Instantaneous failure analysis on Lindley distribution under progressive type II censoring

Abstract

This paper deals with the analysis of the occurrence of instantaneous failures in Lindley distribution using progressive type-II censored samples. The test items that fail at a time are called instantaneous failures. Such failures are naturally experienced in life testing experiments, clinical trials, weather predictions, geographic information systems, athlete performance analysis, and many other real fields. These occurrences may be due to the inferior quality of a product or service, faulty construction, or alignment of events/objects, or due to no response to the treatments. Such failures usually discard the assumption of a single-mode distribution and hence the usual method of modeling and inference procedures may not be accurate in practice. To tackle this problem, one must use a non-standard mixture of degenerate distribution degenerated at zero and a standard distribution of a continuous or discrete variable. In this paper, we have considered a non-standard mixture model with continuous Lindley failure distribution for positive components under a progressive type-II censoring scheme.
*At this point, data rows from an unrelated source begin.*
//! Criterion benchmarks for rust_config_logger

use criterion::{black_box, criterion_group, criterion_main, BenchmarkId, Criterion, Throughput};
use rust_config_logger::prelude::*;
use std::sync::Arc;

// ============================================================================
// Pattern Compiler Benchmarks
// ============================================================================

fn bench_pattern_compile(c: &mut Criterion) {
    let mut group = c.benchmark_group("pattern_compile");
    group.throughput(Throughput::Elements(1));

    for (name, pattern) in [
        ("message_only", "%m%n"),
        ("default", rust_config_logger::DEFAULT_PATTERN),
        ("custom_date", "%d{%H:%M:%S%.3f} [%p] %c %f:%l %m%n"),
    ] {
        group.bench_with_input(BenchmarkId::from_parameter(name), pattern, |b, pattern| {
            b.iter(|| black_box(LogFormatter::new(pattern)));
        });
    }

    group.finish();
}

// ============================================================================
// Rendering Benchmarks
// ============================================================================

fn bench_render(c: &mut Criterion) {
    let mut group = c.benchmark_group("render");
    group.throughput(Throughput::Elements(1));

    let event = LogEvent::new(Arc::from("bench"), LogLevel::Info)
        .with_location(file!(), line!())
        .with_message("request served in 12 ms");

    for (name, pattern) in [
        ("message_only", "%m%n"),
        ("default", rust_config_logger::DEFAULT_PATTERN),
    ] {
        let formatter = LogFormatter::new(pattern);
        group.bench_function(BenchmarkId::new("buffer", name), |b| {
            let mut buf = Vec::with_capacity(256);
            b.iter(|| {
                buf.clear();
                formatter.format_into(black_box(&event), &mut buf);
                black_box(buf.len())
            });
        });
        group.bench_function(BenchmarkId::new("string", name), |b| {
            b.iter(|| black_box(formatter.format(black_box(&event))));
        });
    }

    group.finish();
}

// ============================================================================
// Logging Performance Benchmarks
// ============================================================================

fn bench_logging(c: &mut Criterion) {
    let mut group = c.benchmark_group("logging");
    group.throughput(Throughput::Elements(1));

    let logger = Logger::new("bench");
    logger.set_formatter("%d [%p] %c %m%n").unwrap();
    let memory = Arc::new(MemoryAppender::new());
    logger.add_appender(memory.clone());

    group.bench_function("accepted", |b| {
        b.iter(|| {
            logger.info(black_box("Info message"));
            if memory.len() > 10_000 {
                memory.take();
            }
        });
    });

    logger.set_level(LogLevel::Error);
    group.bench_function("filtered", |b| {
        b.iter(|| logger.debug(black_box("Debug message")));
    });

    group.finish();
}

fn bench_concurrent_logging(c: &mut Criterion) {
    let mut group = c.benchmark_group("concurrent_logging");
    let threads = 4;
    let per_thread = 250;
    group.throughput(Throughput::Elements((threads * per_thread) as u64));

    group.bench_function("memory_4_threads", |b| {
        b.iter(|| {
            let logger = Arc::new(Logger::new("bench"));
            logger.set_formatter("%t %m").unwrap();
            logger.add_appender(Arc::new(MemoryAppender::new()));

            let handles: Vec<_> = (0..threads)
                .map(|_| {
                    let logger = Arc::clone(&logger);
                    std::thread::spawn(move || {
                        for i in 0..per_thread {
                            logger.info(format!("message {}", i));
                        }
                    })
                })
                .collect();
            for handle in handles {
                handle.join().unwrap();
            }
        });
    });

    group.finish();
}

// ============================================================================
// Config Benchmarks
// ============================================================================

fn bench_config(c: &mut Criterion) {
    let mut group = c.benchmark_group("config");

    let registry = ConfigRegistry::new();
    let cell = registry.lookup("bench.port", 0u16, "").unwrap();
    let mut port = 0u16;

    group.bench_function("set_value", |b| {
        b.iter(|| {
            port = port.wrapping_add(1);
            cell.set_value(black_box(port)).unwrap();
        });
    });

    group.bench_function("lookup_existing", |b| {
        b.iter(|| black_box(registry.lookup("bench.port", 0u16, "").unwrap()));
    });

    let document = serde_json::json!({
        "bench": {"port": 8080, "name": "svc", "tags": ["a", "b", "c"]},
        "unrelated": {"deep": {"tree": {"of": {"keys": 1}}}}
    });
    group.bench_function("load_document", |b| {
        b.iter(|| registry.load_from_document(black_box(&document)).unwrap());
    });

    group.finish();
}

fn bench_reload(c: &mut Criterion) {
    let mut group = c.benchmark_group("reload");

    let loggers = Arc::new(LoggerRegistry::new());
    let factory = AppenderFactory::new();
    factory.register("memory", |_config: &AppenderConfig| {
        Ok(Arc::new(MemoryAppender::new()) as Arc<dyn Appender>)
    });
    let reconciler = ReloadReconciler::new(loggers, Arc::new(factory));

    let configs = |level: LogLevel| -> LoggerConfigSet {
        (0..16)
            .map(|i| {
                LoggerConfig::new(format!("svc.{}", i), level).with_appender(AppenderConfig {
                    kind: "memory".to_string(),
                    ..AppenderConfig::default()
                })
            })
            .collect()
    };
    let info = configs(LogLevel::Info);
    let warn = configs(LogLevel::Warn);

    group.bench_function("unchanged_16", |b| {
        b.iter(|| reconciler.apply(black_box(&info), black_box(&info)).unwrap());
    });
    group.bench_function("rebuild_16", |b| {
        b.iter(|| {
            reconciler.apply(&info, &warn).unwrap();
            reconciler.apply(&warn, &info).unwrap();
        });
    });

    group.finish();
}

criterion_group!(
    benches,
    bench_pattern_compile,
    bench_render,
    bench_logging,
    bench_concurrent_logging,
    bench_config,
    bench_reload,
);

criterion_main!(benches);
We obtained the maximum likelihood estimators of the proposed distribution and its asymptotic, bootstrap-p (boot-p), and bootstrap-t (boot-t) confidence intervals are derived. The Bayes estimators for the proposed distribution parameters, reliability function, and hazard rate function with their highest posterior density credible intervals using informative priors and non-informative priors under different loss functions are obtained. The performances of different estimators are studied using the MCMC simulation technique. Two real-life data sets have been analyzed for illustration purposes.